-------- DATA EXTRACTS
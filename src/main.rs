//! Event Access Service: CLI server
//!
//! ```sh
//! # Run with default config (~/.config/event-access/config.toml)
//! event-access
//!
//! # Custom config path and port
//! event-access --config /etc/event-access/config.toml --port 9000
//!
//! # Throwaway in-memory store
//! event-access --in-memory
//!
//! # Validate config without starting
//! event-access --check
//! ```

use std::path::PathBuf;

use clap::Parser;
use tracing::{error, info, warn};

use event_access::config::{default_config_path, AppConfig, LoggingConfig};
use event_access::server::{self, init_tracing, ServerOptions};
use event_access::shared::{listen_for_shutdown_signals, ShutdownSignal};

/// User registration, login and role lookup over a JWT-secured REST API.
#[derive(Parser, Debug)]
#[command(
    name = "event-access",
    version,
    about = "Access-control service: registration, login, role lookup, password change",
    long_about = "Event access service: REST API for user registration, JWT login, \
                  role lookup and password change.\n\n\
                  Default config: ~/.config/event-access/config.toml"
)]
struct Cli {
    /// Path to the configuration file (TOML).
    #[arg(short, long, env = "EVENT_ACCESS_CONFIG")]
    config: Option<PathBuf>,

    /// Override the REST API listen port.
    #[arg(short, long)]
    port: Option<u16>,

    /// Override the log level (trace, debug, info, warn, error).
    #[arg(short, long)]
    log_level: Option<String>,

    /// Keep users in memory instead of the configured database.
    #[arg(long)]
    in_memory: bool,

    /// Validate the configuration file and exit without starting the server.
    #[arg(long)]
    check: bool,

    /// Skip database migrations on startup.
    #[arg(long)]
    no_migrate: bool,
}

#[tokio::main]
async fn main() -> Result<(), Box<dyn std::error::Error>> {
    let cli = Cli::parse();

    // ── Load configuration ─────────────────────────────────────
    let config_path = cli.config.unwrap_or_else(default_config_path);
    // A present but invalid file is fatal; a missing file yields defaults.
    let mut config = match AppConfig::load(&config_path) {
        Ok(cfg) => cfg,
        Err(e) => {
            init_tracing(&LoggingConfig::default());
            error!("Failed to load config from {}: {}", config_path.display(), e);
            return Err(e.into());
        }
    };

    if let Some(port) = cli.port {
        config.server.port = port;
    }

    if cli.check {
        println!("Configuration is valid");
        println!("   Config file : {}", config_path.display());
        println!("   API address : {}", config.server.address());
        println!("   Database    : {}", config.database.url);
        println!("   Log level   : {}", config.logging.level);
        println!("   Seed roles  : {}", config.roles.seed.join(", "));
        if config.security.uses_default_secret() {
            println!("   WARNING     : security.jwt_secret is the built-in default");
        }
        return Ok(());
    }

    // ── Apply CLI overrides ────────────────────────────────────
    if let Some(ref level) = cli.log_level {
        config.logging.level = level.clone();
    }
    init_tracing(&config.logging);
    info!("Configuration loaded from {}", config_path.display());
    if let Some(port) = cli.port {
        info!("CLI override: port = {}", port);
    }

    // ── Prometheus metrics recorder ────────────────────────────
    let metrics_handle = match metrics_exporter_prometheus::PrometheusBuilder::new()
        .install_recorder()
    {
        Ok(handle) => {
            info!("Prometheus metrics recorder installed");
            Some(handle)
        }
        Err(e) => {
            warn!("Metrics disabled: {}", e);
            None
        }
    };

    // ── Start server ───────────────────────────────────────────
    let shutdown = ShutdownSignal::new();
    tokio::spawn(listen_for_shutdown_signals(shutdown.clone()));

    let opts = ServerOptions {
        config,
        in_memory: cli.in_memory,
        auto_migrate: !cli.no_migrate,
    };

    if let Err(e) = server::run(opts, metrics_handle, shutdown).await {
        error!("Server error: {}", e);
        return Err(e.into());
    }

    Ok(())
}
----------------
-------- DATA EXTRACTS
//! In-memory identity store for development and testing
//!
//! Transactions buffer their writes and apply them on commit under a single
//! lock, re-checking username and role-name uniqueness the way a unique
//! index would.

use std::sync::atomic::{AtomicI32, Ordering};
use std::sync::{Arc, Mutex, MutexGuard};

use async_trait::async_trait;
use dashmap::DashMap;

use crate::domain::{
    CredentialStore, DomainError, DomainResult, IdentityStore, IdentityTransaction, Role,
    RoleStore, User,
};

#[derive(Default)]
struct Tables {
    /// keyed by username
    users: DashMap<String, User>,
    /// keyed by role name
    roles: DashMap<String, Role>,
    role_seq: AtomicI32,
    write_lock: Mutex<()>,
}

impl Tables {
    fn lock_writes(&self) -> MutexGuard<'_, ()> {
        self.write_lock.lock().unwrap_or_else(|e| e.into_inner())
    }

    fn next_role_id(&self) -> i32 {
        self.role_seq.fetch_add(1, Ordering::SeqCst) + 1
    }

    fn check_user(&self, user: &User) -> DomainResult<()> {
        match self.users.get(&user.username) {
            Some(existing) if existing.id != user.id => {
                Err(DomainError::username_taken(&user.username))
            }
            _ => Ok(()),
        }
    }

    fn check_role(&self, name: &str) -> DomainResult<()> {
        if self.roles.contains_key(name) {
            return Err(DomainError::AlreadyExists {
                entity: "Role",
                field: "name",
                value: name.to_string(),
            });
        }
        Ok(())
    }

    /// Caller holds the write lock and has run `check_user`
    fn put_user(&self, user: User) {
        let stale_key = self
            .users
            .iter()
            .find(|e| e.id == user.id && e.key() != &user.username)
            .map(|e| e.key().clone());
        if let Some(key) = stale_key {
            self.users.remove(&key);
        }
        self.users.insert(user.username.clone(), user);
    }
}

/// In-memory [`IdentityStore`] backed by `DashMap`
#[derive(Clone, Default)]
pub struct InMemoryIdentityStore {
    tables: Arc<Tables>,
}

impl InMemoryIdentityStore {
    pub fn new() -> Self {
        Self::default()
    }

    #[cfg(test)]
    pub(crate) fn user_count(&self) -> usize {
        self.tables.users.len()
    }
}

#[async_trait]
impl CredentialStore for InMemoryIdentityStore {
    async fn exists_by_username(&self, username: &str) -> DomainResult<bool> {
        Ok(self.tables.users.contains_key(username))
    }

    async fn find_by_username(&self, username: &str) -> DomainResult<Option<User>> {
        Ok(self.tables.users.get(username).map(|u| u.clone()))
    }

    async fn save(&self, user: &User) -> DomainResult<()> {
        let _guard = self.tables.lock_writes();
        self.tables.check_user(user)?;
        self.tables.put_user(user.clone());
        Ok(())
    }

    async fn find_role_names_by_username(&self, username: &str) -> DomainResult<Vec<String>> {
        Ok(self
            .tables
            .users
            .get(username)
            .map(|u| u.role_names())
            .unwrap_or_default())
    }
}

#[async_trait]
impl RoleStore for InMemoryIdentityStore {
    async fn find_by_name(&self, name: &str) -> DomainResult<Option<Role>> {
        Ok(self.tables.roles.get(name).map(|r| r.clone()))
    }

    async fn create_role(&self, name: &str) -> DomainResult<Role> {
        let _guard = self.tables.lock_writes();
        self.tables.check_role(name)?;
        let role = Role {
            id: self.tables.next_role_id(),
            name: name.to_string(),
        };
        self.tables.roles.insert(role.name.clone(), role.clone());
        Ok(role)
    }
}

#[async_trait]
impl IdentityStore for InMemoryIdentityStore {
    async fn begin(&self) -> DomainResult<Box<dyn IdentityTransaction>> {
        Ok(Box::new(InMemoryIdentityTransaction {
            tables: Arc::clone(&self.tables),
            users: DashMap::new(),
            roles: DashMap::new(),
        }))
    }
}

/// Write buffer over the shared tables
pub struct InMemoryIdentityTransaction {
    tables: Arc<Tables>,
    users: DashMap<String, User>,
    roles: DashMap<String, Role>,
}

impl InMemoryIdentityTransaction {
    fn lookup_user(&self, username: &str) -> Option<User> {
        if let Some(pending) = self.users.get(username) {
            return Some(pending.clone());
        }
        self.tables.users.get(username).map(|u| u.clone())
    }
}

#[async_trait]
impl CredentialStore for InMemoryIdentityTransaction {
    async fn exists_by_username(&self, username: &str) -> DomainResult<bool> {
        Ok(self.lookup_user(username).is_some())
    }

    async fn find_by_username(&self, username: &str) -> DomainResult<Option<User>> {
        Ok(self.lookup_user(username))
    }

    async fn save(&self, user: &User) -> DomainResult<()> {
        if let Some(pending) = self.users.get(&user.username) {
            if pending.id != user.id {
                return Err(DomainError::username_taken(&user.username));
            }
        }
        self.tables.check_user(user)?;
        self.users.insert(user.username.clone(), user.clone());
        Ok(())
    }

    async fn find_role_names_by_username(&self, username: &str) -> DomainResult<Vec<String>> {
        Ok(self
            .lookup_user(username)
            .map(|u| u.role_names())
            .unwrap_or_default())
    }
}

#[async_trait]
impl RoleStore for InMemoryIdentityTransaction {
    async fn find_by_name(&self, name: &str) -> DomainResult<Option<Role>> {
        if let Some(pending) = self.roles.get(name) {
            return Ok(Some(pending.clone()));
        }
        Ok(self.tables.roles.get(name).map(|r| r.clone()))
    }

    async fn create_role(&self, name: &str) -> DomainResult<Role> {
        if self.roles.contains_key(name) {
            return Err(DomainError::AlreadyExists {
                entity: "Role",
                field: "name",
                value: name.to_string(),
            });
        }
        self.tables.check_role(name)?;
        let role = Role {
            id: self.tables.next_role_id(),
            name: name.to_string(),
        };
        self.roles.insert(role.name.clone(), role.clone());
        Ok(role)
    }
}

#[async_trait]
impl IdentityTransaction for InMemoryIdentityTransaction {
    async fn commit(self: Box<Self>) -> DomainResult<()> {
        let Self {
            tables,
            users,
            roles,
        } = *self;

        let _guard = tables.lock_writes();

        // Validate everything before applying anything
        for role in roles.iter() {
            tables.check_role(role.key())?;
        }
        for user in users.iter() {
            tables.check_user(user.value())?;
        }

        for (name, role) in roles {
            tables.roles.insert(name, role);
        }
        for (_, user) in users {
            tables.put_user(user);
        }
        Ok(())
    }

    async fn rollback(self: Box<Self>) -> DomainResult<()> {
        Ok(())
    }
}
----------------
The answer must be every line of the listing that holds the word "impl".

impl Tables {
impl InMemoryIdentityStore {
impl CredentialStore for InMemoryIdentityStore {
impl RoleStore for InMemoryIdentityStore {
impl IdentityStore for InMemoryIdentityStore {
impl InMemoryIdentityTransaction {
impl CredentialStore for InMemoryIdentityTransaction {
impl RoleStore for InMemoryIdentityTransaction {
impl IdentityTransaction for InMemoryIdentityTransaction {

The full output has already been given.